The speech has caused concern among the Conservatives who fear it will be seized upon by the SNP in the independence referendum debate.

Describing the SNP as nothing other “than a centralising, big-state old Labour with a tartan trim waving a government-distributed saltire”, Ms Davidson went: “Little moves in Scotland without government approval and anyone who dares challenge the status quo is deemed an enemy of the state.”

These remarks by the Conservative leader come just a week after Scottish Labour leader Joan Lamont warned that Scotland’s system of universal benefits, which includes free elderly care and prescriptions, can no longer be afforded. This argument is supported by Scotland’s recently retired and respected state auditor.

SNP parliamentarian Kenneth Gibson said: “This is Ruth Davidson’s Mitt Romney moment. We are used to the Tories insulting Scotland, but Ruth Davidson has now plumbed new depths for her party. At least Mitt Romney only insulted around half of Americans.”

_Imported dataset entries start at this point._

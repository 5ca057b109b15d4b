//! CLI configuration: a JSON file plus environment overrides.
//!
//! ```json
//! {
//!   "indexer": { "start_height": 17777000, "window_size": 100 },
//!   "rpc_url": "https://rpc.archive.osmosis.zone:443",
//!   "database": "./swapindex.db",
//!   "log": { "level": "info", "json": false }
//! }
//! ```
//!
//! Every field is optional. `SWAPINDEX_RPC_URL`, `SWAPINDEX_PRICES_URL`,
//! `SWAPINDEX_DB` and `RUST_LOG` override the file.

use std::path::Path;
use std::time::Duration;

use anyhow::Context;
use serde::{Deserialize, Serialize};

use swapindex_core::IndexerConfig;
use swapindex_cosmos::{
    AttributeEncoding, CometBftConfig, SqsConfig, DEFAULT_RPC_URL, DEFAULT_SQS_URL, USDC_DENOM,
};

use crate::logging::LogConfig;

#[derive(Debug, Clone, PartialEq, Serialize, Deserialize)]
#[serde(default)]
pub struct CliConfig {
    pub indexer: IndexerConfig,
    pub rpc_url: String,
    pub prices_url: String,
    /// Denom priced as one US dollar.
    pub quote_denom: String,
    /// SQLite file path or `sqlite:` URL.
    pub database: String,
    pub attribute_encoding: AttributeEncoding,
    pub request_timeout_ms: u64,
    pub log: LogConfig,
}

impl Default for CliConfig {
    fn default() -> Self {
        Self {
            indexer: IndexerConfig::default(),
            rpc_url: DEFAULT_RPC_URL.into(),
            prices_url: DEFAULT_SQS_URL.into(),
            quote_denom: USDC_DENOM.into(),
            database: "./swapindex.db".into(),
            attribute_encoding: AttributeEncoding::Plain,
            request_timeout_ms: 30_000,
            log: LogConfig::default(),
        }
    }
}

impl CliConfig {
    /// Read `path` (or start from defaults) and apply the process environment.
    pub fn load(path: Option<&str>) -> anyhow::Result<Self> {
        let mut config = match path {
            Some(p) => Self::from_file(Path::new(p))?,
            None => Self::default(),
        };
        config.apply_env(|key| std::env::var(key).ok());
        config
            .indexer
            .validate()
            .context("invalid indexer configuration")?;
        Ok(config)
    }

    pub fn from_file(path: &Path) -> anyhow::Result<Self> {
        let raw = std::fs::read_to_string(path)
            .with_context(|| format!("reading config {}", path.display()))?;
        serde_json::from_str(&raw).with_context(|| format!("parsing config {}", path.display()))
    }

    pub fn apply_env(&mut self, var: impl Fn(&str) -> Option<String>) {
        if let Some(url) = var("SWAPINDEX_RPC_URL") {
            self.rpc_url = url;
        }
        if let Some(url) = var("SWAPINDEX_PRICES_URL") {
            self.prices_url = url;
        }
        if let Some(db) = var("SWAPINDEX_DB") {
            self.database = db;
        }
        if let Some(filter) = var("RUST_LOG") {
            self.log.level = filter;
        }
    }

    pub fn cometbft(&self) -> CometBftConfig {
        CometBftConfig {
            url: self.rpc_url.clone(),
            request_timeout: Duration::from_millis(self.request_timeout_ms),
            attribute_encoding: self.attribute_encoding,
        }
    }

    pub fn sqs(&self) -> SqsConfig {
        SqsConfig {
            base_url: self.prices_url.clone(),
            quote_denom: self.quote_denom.clone(),
            request_timeout: Duration::from_millis(self.request_timeout_ms),
            bucket_secs: self.indexer.price.bucket_secs,
            ..SqsConfig::default()
        }
    }
}

#[cfg(test)]
mod tests {
    use super::*;
    use swapindex_core::ScanMode;

    #[test]
    fn partial_file_keeps_defaults() {
        let config: CliConfig = serde_json::from_str(
            r#"{
                "indexer": {"start_height": 100, "mode": {"kind": "bounded_range", "end_height": 150}},
                "attribute_encoding": "base64",
                "log": {"json": true}
            }"#,
        )
        .unwrap();
        assert_eq!(config.indexer.start_height, 100);
        assert_eq!(config.indexer.mode, ScanMode::BoundedRange { end_height: 150 });
        assert_eq!(config.attribute_encoding, AttributeEncoding::Base64);
        assert_eq!(config.rpc_url, DEFAULT_RPC_URL);
        assert_eq!(config.database, "./swapindex.db");
        assert!(config.log.json);
    }

    #[test]
    fn env_overrides() {
        let mut config = CliConfig::default();
        config.apply_env(|key| match key {
            "SWAPINDEX_RPC_URL" => Some("http://localhost:26657".into()),
            "SWAPINDEX_DB" => Some("/tmp/swaps.db".into()),
            "RUST_LOG" => Some("debug".into()),
            _ => None,
        });
        assert_eq!(config.rpc_url, "http://localhost:26657");
        assert_eq!(config.prices_url, DEFAULT_SQS_URL);
        assert_eq!(config.database, "/tmp/swaps.db");
        assert_eq!(config.log.level, "debug");
        assert_eq!(config.cometbft().url, "http://localhost:26657");
    }

    #[test]
    fn price_source_follows_bucket_width() {
        let config: CliConfig =
            serde_json::from_str(r#"{"indexer": {"price": {"bucket_secs": 3600}}}"#).unwrap();
        assert_eq!(config.sqs().bucket_secs, 3600);
    }

    #[test]
    fn missing_file_is_an_error() {
        let err = CliConfig::from_file(Path::new("/nonexistent/swapindex.json")).unwrap_err();
        assert!(err.to_string().contains("reading config"));
    }
}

Meanwhile, British prime minister David Cameron rejected Liberal Democrats’ further demand for a mansion tax on homes worth more than £2 million, saying that he did not want the UK to “be a country that comes after you every year with a massive great tax, and so that is not going to happen”.

Chancellor George Osborne said mansion taxes, or wealth taxes, are not the right way to ensure that the rich make a proper contribution, though Mr Cameron had said new measures would be published before the 2015 election.

Indicating that a mansion tax would inevitably affect other taxpayers, Mr Osborne said: “Before the election it’ll be sold to you as a mansion tax. Then, after the election, a lot of the people in Britain are going to wake up and find their more modest homes have been reclassified as a mansion.”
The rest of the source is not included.